Let’s hear it, again, for Seattle’s Light in the Attic Records. They’ve made Karen Dalton’s 1971 record "In My Own Time" available on CD. The late Dalton is one of those long-lost craggy cult icons. People like Dylan, Devendra Banhart and Nick Cave have all listed her as an influence. She had a funny croaky voice that would go ghostly dead for microseconds. But she was quite a stylist, working some phrasing mojo, throwing in a weird accent here, flattening a melody there, puffing it up someplace else. Countless artists have struggled to capture that Old Weird America-style creepy strangeness of mountain ballads and old time 78s, but Dalton’s froggy rasp can successfully generate the spookiness. "Something On Your Mind," "Katie Cruel" and her version of "Take Me" are the real killers. She sounds at times like M Ward doing Billie Holiday.

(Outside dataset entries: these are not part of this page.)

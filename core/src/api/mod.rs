//! Public API: the interpreter facade, its options and the error types it
//! reports.

mod error;
mod interpreter;
mod options;

pub use error::{Diagnostic, Error, ErrorCategory, ErrorSource, Severity};
pub use interpreter::Interpreter;
pub use options::{ExecutionOptions, InterpreterOptions, ParserOptions};
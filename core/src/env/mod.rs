//! Lexical environments.
//!
//! An [`Env`] tracks the current [`Frame`] of a singly linked frame chain, the
//! [`AtomTable`] shared by every frame, and an error flag raised by failed
//! lookups. Block scopes are entered with [`Env::push`] / [`Env::pop`] or,
//! preferably, with [`Env::with_scope`], which restores the frame on every
//! exit path.

mod frame;


pub use frame::{Frame, FrameRef};

use alloc::rc::Rc;
use alloc::string::{String, ToString};
use alloc::vec::Vec;
use tracing::{debug, trace};

use crate::atoms::{Atom, AtomTable};
use crate::api::ExecutionOptions;
use crate::evaluator::{EvalError, EvalErrorKind, SpecialForm};
use crate::stdlib;
use crate::values::{Primitive, Symbol, Value};

/// Atoms of the reserved words that name special forms.
#[derive(Debug, Clone, Copy)]
struct Keywords {
    if_: Atom,
    define: Atom,
    set: Atom,
    let_: Atom,
    lambda: Atom,
    quote: Atom,
}

impl Keywords {
    fn intern(atoms: &mut AtomTable) -> Self {
        Self {
            if_: atoms.intern("if"),
            define: atoms.intern("define"),
            set: atoms.intern("set"),
            let_: atoms.intern("let"),
            lambda: atoms.intern("lambda"),
            quote: atoms.intern("quote"),
        }
    }

    fn form(&self, atom: Atom) -> Option<SpecialForm> {
        match atom {
            a if a == self.if_ => Some(SpecialForm::If),
            a if a == self.define => Some(SpecialForm::Define),
            a if a == self.set => Some(SpecialForm::Set),
            a if a == self.let_ => Some(SpecialForm::Let),
            a if a == self.lambda => Some(SpecialForm::Lambda),
            a if a == self.quote => Some(SpecialForm::Quote),
            _ => None,
        }
    }
}

pub struct Env {
    atoms: AtomTable,
    keywords: Keywords,
    global: FrameRef,
    current: FrameRef,
    had_error: bool,
    depth: usize,
    options: ExecutionOptions,
}

impl Env {
    /// An environment whose global frame holds the primitive library.
    pub fn new() -> Self {
        Self::with_options(ExecutionOptions::default())
    }

    pub fn with_options(options: ExecutionOptions) -> Self {
        let mut env = Self::bare(options);
        stdlib::register(&mut env);
        env
    }

    /// An environment with an empty global frame.
    pub fn bare(options: ExecutionOptions) -> Self {
        let mut atoms = AtomTable::new();
        let keywords = Keywords::intern(&mut atoms);
        let global = Frame::global();
        Self {
            atoms,
            keywords,
            current: global.clone(),
            global,
            had_error: false,
            depth: 0,
            options,
        }
    }

    pub fn options(&self) -> &ExecutionOptions {
        &self.options
    }

    pub fn intern(&mut self, name: &str) -> Atom {
        self.atoms.intern(name)
    }

    /// Interns `name` and pairs the id with its display name.
    pub fn symbol(&mut self, name: &str) -> Symbol {
        let atom = self.atoms.intern(name);
        let name = self
            .atoms
            .name(atom)
            .cloned()
            .unwrap_or_else(|| Rc::from(name));
        Symbol::new(atom, name)
    }

    pub fn name_of(&self, atom: Atom) -> Option<&str> {
        self.atoms.name(atom).map(|name| &**name)
    }

    pub fn atoms(&self) -> &AtomTable {
        &self.atoms
    }

    /// The special form named by `atom`, if it is a reserved word.
    pub fn special_form(&self, atom: Atom) -> Option<SpecialForm> {
        self.keywords.form(atom)
    }

    /// Walks from the current frame to the global frame.
    ///
    /// A miss raises the error flag instead of failing, so callers can report
    /// it in their own terms.
    pub fn lookup(&mut self, atom: Atom) -> Option<Value> {
        let found = frame::lookup(&self.current, atom);
        if found.is_none() {
            self.had_error = true;
        }
        found
    }

    pub fn lookup_name(&mut self, name: &str) -> Option<Value> {
        match self.atoms.get(name) {
            Some(atom) => self.lookup(atom),
            None => {
                self.had_error = true;
                None
            }
        }
    }

    /// Binds `name` in the current frame, shadowing outer bindings.
    pub fn define(&mut self, name: &str, value: Value) {
        let atom = self.atoms.intern(name);
        self.define_atom(atom, value);
    }

    pub fn define_atom(&mut self, atom: Atom, value: Value) {
        self.current.borrow_mut().define(atom, value);
    }

    pub fn define_primitive(&mut self, name: &str, primitive: Primitive) {
        self.define(name, Value::Primitive(primitive));
    }

    /// Mutates the nearest frame that already binds `atom`.
    ///
    /// Returns `false`, and raises the error flag, when nothing binds it.
    pub fn set(&mut self, atom: Atom, value: Value) -> bool {
        let assigned = frame::assign(&self.current, atom, value);
        if !assigned {
            self.had_error = true;
        }
        assigned
    }

    pub fn had_error(&self) -> bool {
        self.had_error
    }

    pub fn clear_error(&mut self) {
        self.had_error = false;
    }

    /// Enters a new block scope chained to the current frame.
    pub fn push(&mut self) {
        self.current = Frame::child(&self.current);
        trace!(depth = self.depth(), "push frame");
    }

    /// Leaves the current block scope. The global frame is never popped.
    pub fn pop(&mut self) {
        let parent = self.current.borrow().parent().cloned();
        if let Some(parent) = parent {
            self.current = parent;
            trace!(depth = self.depth(), "pop frame");
        }
    }

    /// Runs `f` inside a fresh block scope, popping it on every exit path.
    pub fn with_scope<T>(&mut self, f: impl FnOnce(&mut Env) -> T) -> T {
        self.push();
        let result = f(self);
        self.pop();
        result
    }

    /// Runs `f` with `frame` as the current frame, then restores the caller's.
    pub(crate) fn with_frame<T>(&mut self, frame: FrameRef, f: impl FnOnce(&mut Env) -> T) -> T {
        let saved = core::mem::replace(&mut self.current, frame);
        let result = f(self);
        self.current = saved;
        result
    }

    /// Tracks nesting of calls and scopes against the configured limit.
    pub(crate) fn nested<T>(
        &mut self,
        f: impl FnOnce(&mut Env) -> Result<T, EvalError>,
    ) -> Result<T, EvalError> {
        if self.depth >= self.options.max_depth {
            debug!(depth = self.depth, "evaluation depth limit reached");
            return Err(EvalErrorKind::StackOverflow {
                depth: self.depth + 1,
                max_depth: self.options.max_depth,
            }
            .into());
        }
        self.depth += 1;
        let result = f(self);
        self.depth -= 1;
        result
    }

    pub fn current_frame(&self) -> FrameRef {
        self.current.clone()
    }

    pub fn global_frame(&self) -> FrameRef {
        self.global.clone()
    }

    /// Number of frames between the current frame and the global frame,
    /// inclusive. 1 at top level.
    pub fn depth(&self) -> usize {
        frame::chain_len(&self.current)
    }

    /// Drops every binding made since construction by rebuilding the global
    /// frame. Interned atoms survive.
    pub fn reset(&mut self) {
        self.global = Frame::global();
        self.current = self.global.clone();
        self.had_error = false;
        self.depth = 0;
        stdlib::register(self);
        debug!("environment reset");
    }

    /// Names bound in the global frame, sorted.
    pub fn global_names(&self) -> Vec<String> {
        let global = self.global.borrow();
        let mut names: Vec<String> = self
            .atoms
            .iter()
            .filter(|(atom, _)| global.contains(*atom))
            .map(|(_, name)| name.to_string())
            .collect();
        names.sort();
        names
    }
}

impl Default for Env {
    fn default() -> Self {
        Self::new()
    }
}
#[macro_use]
mod cases;

use cases::run;
use pretty_assertions::assert_eq;

test_case! {
    name: if_takes_consequent,
    input: "(if (< 1 2) 1 2)",
    output: "1",
}

test_case! {
    name: if_takes_alternative,
    input: "(if (< 2 1) 1 2)",
    output: "2",
}

test_case! {
    name: zero_is_truthy,
    input: "(if 0 'yes 'no)",
    output: "yes",
}

test_case! {
    name: empty_string_and_list_are_falsy,
    input: "(list (if \"\" 1 2) (if (list) 1 2) (if nil 1 2) (if FALSE 1 2))",
    output: "(2 2 2 2)",
}

test_case! {
    name: if_with_two_operands_is_a_syntax_error,
    input: "(if true 1)",
    error: Syntax, "P005",
}

test_case! {
    name: reserved_word_cannot_be_defined,
    input: "(define if 5)",
    error: Syntax, "P012",
}

test_case! {
    name: reserved_word_cannot_be_a_parameter,
    input: "(define f (lambda (n quote) n))",
    error: Syntax, "P012",
}

test_case! {
    name: define_returns_value,
    input: "(define x 5)",
    output: "5",
}

test_case! {
    name: define_persists_across_forms,
    input: "(define x 5) x",
    output: "5",
}

test_case! {
    name: define_shadows_in_current_frame,
    input: "(define x 1) (let () (define x 2) x)",
    output: "2",
}

test_case! {
    name: define_inside_let_does_not_leak,
    input: "(define x 1) (let () (define x 2)) x",
    output: "1",
}

test_case! {
    name: define_needs_a_symbol,
    input: "(define 1 2)",
    error: Syntax, "P006",
}

test_case! {
    name: set_mutates_outer_binding,
    input: "(define x 1) (let () (set x 2)) x",
    output: "2",
}

test_case! {
    name: set_undefined_is_a_binding_error,
    input: "(set nope 1)",
    error: Binding, "E002",
}

test_case! {
    name: let_sums_bindings,
    input: "(let ((a 1) (b 2)) (+ a b))",
    output: "3",
}

test_case! {
    name: let_bindings_are_not_sequential,
    input: "(define a 10) (let ((a 1) (b a)) b)",
    output: "10",
}

test_case! {
    name: let_with_empty_body_is_nil,
    input: "(let ((a 1)))",
    output: "Nil",
}

test_case! {
    name: let_binding_must_be_a_pair,
    input: "(let ((a 1 2)) a)",
    error: Syntax, "P008",
}

#[test]
fn test_let_bindings_are_invisible_afterwards() {
    let (mut interpreter, result) = run("(let ((a 1) (b 2)) (+ a b))");
    assert_eq!(result.unwrap().to_string(), "3");
    for name in ["a", "b"] {
        let err = interpreter.eval(name).unwrap_err();
        assert_eq!(err.category, sprig::ErrorCategory::Binding);
    }
    assert_eq!(interpreter.env().depth(), 1);
}
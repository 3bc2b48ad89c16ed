mod highlighter;
mod lexer;
mod validator;

use clap::Parser;
use miette::{IntoDiagnostic, Result, miette};
use reedline::{
    DefaultCompleter, DefaultPrompt, DefaultPromptSegment, DescriptionMode, EditCommand, Emacs,
    FileBackedHistory, IdeMenu, KeyCode, KeyModifiers, Keybindings, MenuBuilder, Reedline,
    ReedlineEvent, ReedlineMenu, Signal, default_emacs_keybindings,
};
use sprig::{
    Bump, ExecutionOptions, Interpreter, InterpreterOptions, ParserOptions, parser, render_error,
};
use std::io::BufRead;
use std::io::BufReader;
use std::path::PathBuf;

use crate::highlighter::Highlighter;
use crate::lexer::calculate_depth;
use crate::validator::ParenValidator;

const HISTORY_FILE: &str = ".sprig_history";
const HISTORY_SIZE: usize = 1000;
const KEYWORDS: &[&str] = &[
    "if", "define", "set", "let", "lambda", "quote", "nil", "true", "false",
];

/// Sprig - a small Lisp interpreter
#[derive(Parser, Debug)]
#[command(name = "sprig")]
#[command(about = "Evaluate sprig expressions", long_about = None)]
struct Args {
    /// Print the parsed AST (for debugging)
    #[arg(long)]
    debug_parse: bool,

    /// Reject input with anything after the first form
    #[arg(long)]
    strict: bool,

    /// Discard all definitions after an error
    #[arg(long)]
    reset_on_error: bool,

    /// Maximum nesting depth for both parsing and evaluation
    #[arg(long, default_value_t = 256)]
    max_depth: usize,

    /// Run every form of a source file
    #[arg(long, short)]
    file: Option<PathBuf>,

    /// Expression to evaluate (if not provided, reads from stdin)
    expression: Option<String>,
}

impl Args {
    fn options(&self) -> InterpreterOptions {
        InterpreterOptions {
            parser: ParserOptions {
                max_depth: self.max_depth,
                strict: self.strict,
            },
            execution: ExecutionOptions {
                max_depth: self.max_depth,
            },
            reset_on_error: self.reset_on_error,
        }
    }
}

fn add_menu_keybindings(keybindings: &mut Keybindings) {
    keybindings.add_binding(
        KeyModifiers::NONE,
        KeyCode::Tab,
        ReedlineEvent::UntilFound(vec![
            ReedlineEvent::Menu("completion_menu".to_string()),
            ReedlineEvent::MenuNext,
        ]),
    );
    keybindings.add_binding(
        KeyModifiers::ALT,
        KeyCode::Enter,
        ReedlineEvent::Edit(vec![EditCommand::InsertNewline]),
    );
}

fn setup_reedline(interpreter: &Interpreter) -> (Reedline, DefaultPrompt) {
    let mut words: Vec<String> = KEYWORDS.iter().map(|word| word.to_string()).collect();
    words.extend(interpreter.env().global_names());

    let completer = Box::new({
        let mut completions =
            DefaultCompleter::with_inclusions(&['-', '_', '+', '*', '/', '<', '>', '=']);
        completions.insert(words);
        completions
    });

    // Use the interactive menu to select options from the completer
    let ide_menu = IdeMenu::default()
        .with_name("completion_menu")
        .with_min_completion_width(0)
        .with_max_completion_width(50)
        .with_max_completion_height(u16::MAX)
        .with_padding(0)
        .with_cursor_offset(0)
        .with_description_mode(DescriptionMode::PreferRight)
        .with_min_description_width(0)
        .with_max_description_width(50)
        .with_description_offset(1)
        .with_correct_cursor_pos(false);

    let completion_menu = Box::new(ide_menu);

    let mut keybindings = default_emacs_keybindings();
    add_menu_keybindings(&mut keybindings);

    let edit_mode = Box::new(Emacs::new(keybindings));

    let mut line_editor = Reedline::create()
        .with_highlighter(Box::new(Highlighter::new()))
        .with_validator(Box::new(ParenValidator))
        .with_completer(completer)
        .with_menu(ReedlineMenu::EngineCompleter(completion_menu))
        .with_edit_mode(edit_mode);

    let history = dirs::home_dir()
        .map(|home| home.join(HISTORY_FILE))
        .and_then(|path| FileBackedHistory::with_file(HISTORY_SIZE, path).ok());
    match history {
        Some(history) => line_editor = line_editor.with_history(Box::new(history)),
        None => tracing::warn!("history disabled: no usable home directory"),
    }

    let prompt = DefaultPrompt::new(
        DefaultPromptSegment::Basic("sprig".to_string()),
        DefaultPromptSegment::Empty,
    );

    (line_editor, prompt)
}

/// Runs every form of `input`, printing the last value or the error.
/// Returns whether evaluation succeeded.
fn interpret_input(interpreter: &mut Interpreter, input: &str, debug_parse: bool) -> bool {
    if debug_parse {
        let arena = Bump::new();
        match parser::parse_all(&arena, input, interpreter.options().parser.clone()) {
            Ok(forms) => {
                println!("=== Parsed AST ===");
                for form in forms {
                    println!("{}", form.dump());
                }
                println!();
            }
            Err(e) => {
                render_error(&e.into(), input);
                return false;
            }
        }
    }

    match interpreter.eval_source(input) {
        Ok(value) => {
            println!("{}", value);
            true
        }
        Err(e) => {
            render_error(&e, input);
            false
        }
    }
}

fn run_once(interpreter: &mut Interpreter, source: &str, debug_parse: bool) -> Result<()> {
    if interpret_input(interpreter, source, debug_parse) {
        Ok(())
    } else {
        Err(miette!("evaluation failed"))
    }
}

fn main() -> Result<()> {
    let args = Args::parse();

    // Initialize logging subscriber
    use tracing_subscriber::{EnvFilter, fmt};

    // Use SPRIG_LOG or RUST_LOG environment variable to control log level
    // Default to WARN if not set
    let filter = EnvFilter::try_from_env("SPRIG_LOG")
        .or_else(|_| EnvFilter::try_from_default_env())
        .unwrap_or_else(|_| EnvFilter::new("warn"));

    fmt()
        .with_env_filter(filter)
        .with_writer(std::io::stderr)
        .with_target(false)
        .init();

    let mut interpreter = Interpreter::with_options(args.options());

    if let Some(path) = &args.file {
        let source = std::fs::read_to_string(path).into_diagnostic()?;
        return run_once(&mut interpreter, &source, args.debug_parse);
    }

    // Check if we have a direct expression argument
    if let Some(expr) = &args.expression {
        return run_once(&mut interpreter, expr, args.debug_parse);
    }

    // Otherwise, check if we're in interactive or pipe mode
    let is_interactive = atty::is(atty::Stream::Stdin);

    if is_interactive {
        // Interactive REPL mode
        let (mut line_editor, prompt) = setup_reedline(&interpreter);

        println!("Sprig REPL - Type expressions to evaluate (Ctrl+D or Ctrl+C to exit)");

        loop {
            let sig = match line_editor.read_line(&prompt) {
                Ok(s) => s,
                Err(e) => {
                    eprintln!("Reedline error: {e}");
                    return Ok(());
                }
            };

            match sig {
                Signal::Success(buffer) => {
                    if !buffer.trim().is_empty() {
                        interpret_input(&mut interpreter, &buffer, args.debug_parse);
                    }
                }
                Signal::CtrlD | Signal::CtrlC => {
                    println!("\nGoodbye!");
                    return Ok(());
                }
            }
        }
    } else {
        // Pipe/stdin mode: lines are joined until their parentheses balance
        let stdin = std::io::stdin();
        let reader = BufReader::new(stdin.lock());
        let mut pending = String::new();

        for line in reader.lines() {
            let line = match line {
                Ok(l) => l,
                Err(e) => {
                    eprintln!("Error reading line from stdin: {}", e);
                    return Ok(());
                }
            };

            pending.push_str(&line);
            pending.push('\n');
            if calculate_depth(&pending) == Some(0) {
                if !pending.trim().is_empty() {
                    interpret_input(&mut interpreter, &pending, args.debug_parse);
                }
                pending.clear();
            }
        }

        // Whatever is left is unbalanced; let the parser report it.
        if !pending.trim().is_empty() {
            interpret_input(&mut interpreter, &pending, args.debug_parse);
        }
    }

    Ok(())
}
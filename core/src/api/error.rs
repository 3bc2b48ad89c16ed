//! Public error types for the sprig API.
//!
//! Internal parse and evaluation errors are converted to these types at the
//! [`Interpreter`](super::Interpreter) boundary.

use core::fmt;

use crate::evaluator::EvalError;
use crate::parser::ParseError;
use crate::syntax::{Position, Span};
use crate::{String, Vec};

/// The error taxonomy every failure falls into.
#[derive(Debug, Clone, Copy, PartialEq, Eq)]
pub enum ErrorCategory {
    /// Malformed nesting or special-form shape.
    Syntax,
    /// Unbound symbol, or `set` of an undefined name.
    Binding,
    /// A primitive received the wrong kind of value.
    Type,
    /// A call with the wrong number of arguments.
    Arity,
    /// A configured limit was hit.
    ResourceExceeded,
}

impl fmt::Display for ErrorCategory {
    fn fmt(&self, f: &mut fmt::Formatter) -> fmt::Result {
        match self {
            ErrorCategory::Syntax => write!(f, "syntax error"),
            ErrorCategory::Binding => write!(f, "binding error"),
            ErrorCategory::Type => write!(f, "type error"),
            ErrorCategory::Arity => write!(f, "arity error"),
            ErrorCategory::ResourceExceeded => write!(f, "resource limit exceeded"),
        }
    }
}

/// Public error type for all sprig operations.
#[derive(Debug)]
pub struct Error {
    pub category: ErrorCategory,
    pub diagnostic: Diagnostic,
    pub source: ErrorSource,
}

/// The internal error an [`Error`] was built from.
#[derive(Debug, Clone, PartialEq)]
pub enum ErrorSource {
    Parse(ParseError),
    Eval(EvalError),
}

impl Error {
    pub fn message(&self) -> &str {
        &self.diagnostic.message
    }

    pub fn code(&self) -> Option<&str> {
        self.diagnostic.code.as_deref()
    }
}

impl fmt::Display for Error {
    fn fmt(&self, f: &mut fmt::Formatter) -> fmt::Result {
        write!(f, "{}: {}", self.category, self.diagnostic.message)?;
        if let Some(pos) = self.diagnostic.pos {
            write!(f, " at {}", pos)?;
        }
        Ok(())
    }
}

impl core::error::Error for Error {
    fn source(&self) -> Option<&(dyn core::error::Error + 'static)> {
        match &self.source {
            ErrorSource::Parse(e) => Some(e),
            ErrorSource::Eval(e) => Some(e),
        }
    }
}

impl From<ParseError> for Error {
    fn from(err: ParseError) -> Self {
        Error {
            category: err.category(),
            diagnostic: err.to_diagnostic(),
            source: ErrorSource::Parse(err),
        }
    }
}

impl From<EvalError> for Error {
    fn from(err: EvalError) -> Self {
        Error {
            category: err.category(),
            diagnostic: err.to_diagnostic(),
            source: ErrorSource::Eval(err),
        }
    }
}

/// A diagnostic message with source location.
#[derive(Debug, Clone, PartialEq)]
pub struct Diagnostic {
    pub severity: Severity,

    pub message: String,

    /// Byte range of the offending source. Empty when unknown.
    pub span: Span,

    /// Line and column of the start of `span`, when known.
    pub pos: Option<Position>,

    /// Suggestions for fixing the issue.
    pub help: Vec<String>,

    /// Stable error code: `P0xx` for syntax, `E0xx` for evaluation.
    pub code: Option<String>,
}

/// Severity level for diagnostics.
#[derive(Debug, Clone, Copy, PartialEq, Eq)]
pub enum Severity {
    Error,
    Warning,
    Info,
}

impl fmt::Display for Severity {
    fn fmt(&self, f: &mut fmt::Formatter) -> fmt::Result {
        match self {
            Severity::Error => write!(f, "error"),
            Severity::Warning => write!(f, "warning"),
            Severity::Info => write!(f, "info"),
        }
    }
}
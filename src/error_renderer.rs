//! Error rendering using ariadne
//!
//! Errors do not keep the source they came from, so every entry point takes
//! the source text the error was produced from.

use crate::{Diagnostic, Error, Severity};
use ariadne::{ColorGenerator, Label, Report, ReportKind, Source};
use std::io::Write;

const SOURCE_ID: &str = "<input>";

/// Render an error with formatting to stderr
///
/// # Example
/// ```no_run
/// use sprig::{Interpreter, render_error};
///
/// let mut interpreter = Interpreter::new();
/// let source = "(+ 1 \"two\")";
/// if let Err(e) = interpreter.eval(source) {
///     render_error(&e, source);
/// }
/// ```
pub fn render_error(error: &Error, source: &str) {
    render_error_to_writer(error, source, &mut std::io::stderr(), true).ok();
}

/// Render an error to a specific writer
pub fn render_error_to(error: &Error, source: &str, writer: &mut dyn Write) -> std::io::Result<()> {
    render_error_to_writer(error, source, writer, true)
}

/// Render an error to a String (useful for UIs and logs)
pub fn render_error_to_string(error: &Error, source: &str) -> String {
    let mut buf = Vec::new();
    render_error_to_writer(error, source, &mut buf, true).ok();
    String::from_utf8_lossy(&buf).to_string()
}

/// Render an error to a String without color codes (useful for tests)
pub fn render_error_to_string_no_color(error: &Error, source: &str) -> String {
    let mut buf = Vec::new();
    render_error_to_writer(error, source, &mut buf, false).ok();
    String::from_utf8_lossy(&buf).to_string()
}

fn render_error_to_writer(
    error: &Error,
    source: &str,
    writer: &mut dyn Write,
    use_color: bool,
) -> std::io::Result<()> {
    render_diagnostic(&error.category.to_string(), &error.diagnostic, source, writer, use_color)
}

fn render_diagnostic(
    category: &str,
    diag: &Diagnostic,
    source: &str,
    writer: &mut dyn Write,
    use_color: bool,
) -> std::io::Result<()> {
    let mut colors = ColorGenerator::new();
    colors.next(); // Skip the first color.

    let kind = match diag.severity {
        Severity::Error => ReportKind::Error,
        Severity::Warning => ReportKind::Warning,
        Severity::Info => ReportKind::Advice,
    };

    // Clamp so a span from a different source can't index past the end.
    let end = diag.span.end().min(source.len());
    let span = diag.span.start().min(end)..end;

    let mut report = Report::build(kind, (SOURCE_ID, span.clone()))
        .with_message(format!("{}: {}", category, diag.message))
        .with_config(ariadne::Config::default().with_color(use_color));

    if let Some(code) = &diag.code {
        report = report.with_code(code);
    }

    // Position-less errors (primitive failures caught outside any node) get
    // no label, just the message.
    if diag.pos.is_some() {
        report = report.with_label(
            Label::new((SOURCE_ID, span))
                .with_message(&diag.message)
                .with_color(colors.next()),
        );
    }

    for help_msg in &diag.help {
        report = report.with_help(help_msg);
    }

    report.finish().write((SOURCE_ID, Source::from(source)), &mut *writer)
}
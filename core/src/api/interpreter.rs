use bumpalo::Bump;
use tracing::{debug, warn};

use super::{Error, InterpreterOptions};
use crate::env::Env;
use crate::parser::{self, Parser};
use crate::values::{NativeFn, Primitive, Value};

/// Host boundary: owns an [`Env`] and runs source text through
/// parse, `eval` and `execute`.
///
/// Each call parses into a fresh arena, so no AST outlives the call that
/// built it. Definitions persist in the environment between calls.
///
/// # Example
///
/// ```
/// use sprig_core::api::Interpreter;
///
/// let mut interpreter = Interpreter::new();
/// interpreter.eval("(define x 5)").unwrap();
/// let value = interpreter.eval("(+ x 1)").unwrap();
/// assert_eq!(value.to_string(), "6");
/// ```
pub struct Interpreter {
    env: Env,
    options: InterpreterOptions,
}

impl Interpreter {
    pub fn new() -> Self {
        Self::with_options(InterpreterOptions::default())
    }

    pub fn with_options(options: InterpreterOptions) -> Self {
        Self {
            env: Env::with_options(options.execution.clone()),
            options,
        }
    }

    pub fn options(&self) -> &InterpreterOptions {
        &self.options
    }

    /// Evaluates the first form of `source`.
    pub fn eval(&mut self, source: &str) -> Result<Value, Error> {
        let arena = Bump::new();
        let result = parser::parse_with_options(&arena, source, self.options.parser.clone())
            .map_err(Error::from)
            .and_then(|node| node.run(&mut self.env).map_err(Error::from));
        self.settle(result)
    }

    /// Evaluates every form of `source` in order and returns the last value.
    /// Empty input evaluates to Nil.
    pub fn eval_source(&mut self, source: &str) -> Result<Value, Error> {
        let arena = Bump::new();
        let mut parser = Parser::with_options(&arena, source, self.options.parser.clone());
        let mut last = Value::Nil;
        loop {
            let form = match parser.parse_form() {
                Ok(Some(form)) => form,
                Ok(None) => return Ok(last),
                Err(e) => return self.settle(Err(e.into())),
            };
            match form.run(&mut self.env) {
                Ok(value) => last = value,
                Err(e) => return self.settle(Err(e.into())),
            }
        }
    }

    /// Drops every user definition.
    pub fn reset(&mut self) {
        self.env.reset();
    }

    pub fn env(&self) -> &Env {
        &self.env
    }

    pub fn env_mut(&mut self) -> &mut Env {
        &mut self.env
    }

    /// Registers a native function in the global frame.
    ///
    /// Like every global definition it is lost on [`reset`](Self::reset).
    pub fn define_primitive(&mut self, name: &'static str, func: NativeFn) {
        let global = self.env.global_frame();
        let atom = self.env.intern(name);
        global
            .borrow_mut()
            .define(atom, Value::Primitive(Primitive::new(name, func)));
    }

    fn settle(&mut self, result: Result<Value, Error>) -> Result<Value, Error> {
        match result {
            Ok(value) => Ok(value),
            Err(err) => {
                debug!(code = err.code(), "evaluation failed: {}", err);
                if self.env.depth() != 1 {
                    warn!(depth = self.env.depth(), "frame chain not unwound after error");
                }
                self.env.clear_error();
                if self.options.reset_on_error {
                    self.env.reset();
                }
                Err(err)
            }
        }
    }
}

impl Default for Interpreter {
    fn default() -> Self {
        Self::new()
    }
}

Back in 2003 Light in the Attic also reintroduced the world to the Free Design, a trio of two brothers and a sister who made ‘60s pop with sweet blended harmonies, confectionary orchestral backing and a breezy hint of muzak-style bossa nova. But as anyone from a big family knows, a group of siblings can be like a strange solipsistic unit, lost in a world of their own making. The Dedrick siblings in the Free Design demonstrate a similar terminally insular feeling. They may do a couple soft-serve covers of the era ("Michelle" and "The 59th Street Bridge Song") but their originals were plain disturbing, alternating between a childlike innocence ("Kites Are Fun" and "My Brother Woody") and a seething adolescent contempt for square conformist world of grown-ups ("The Proper Ornaments"). It’s a little like the android version of the Fifth Dimension.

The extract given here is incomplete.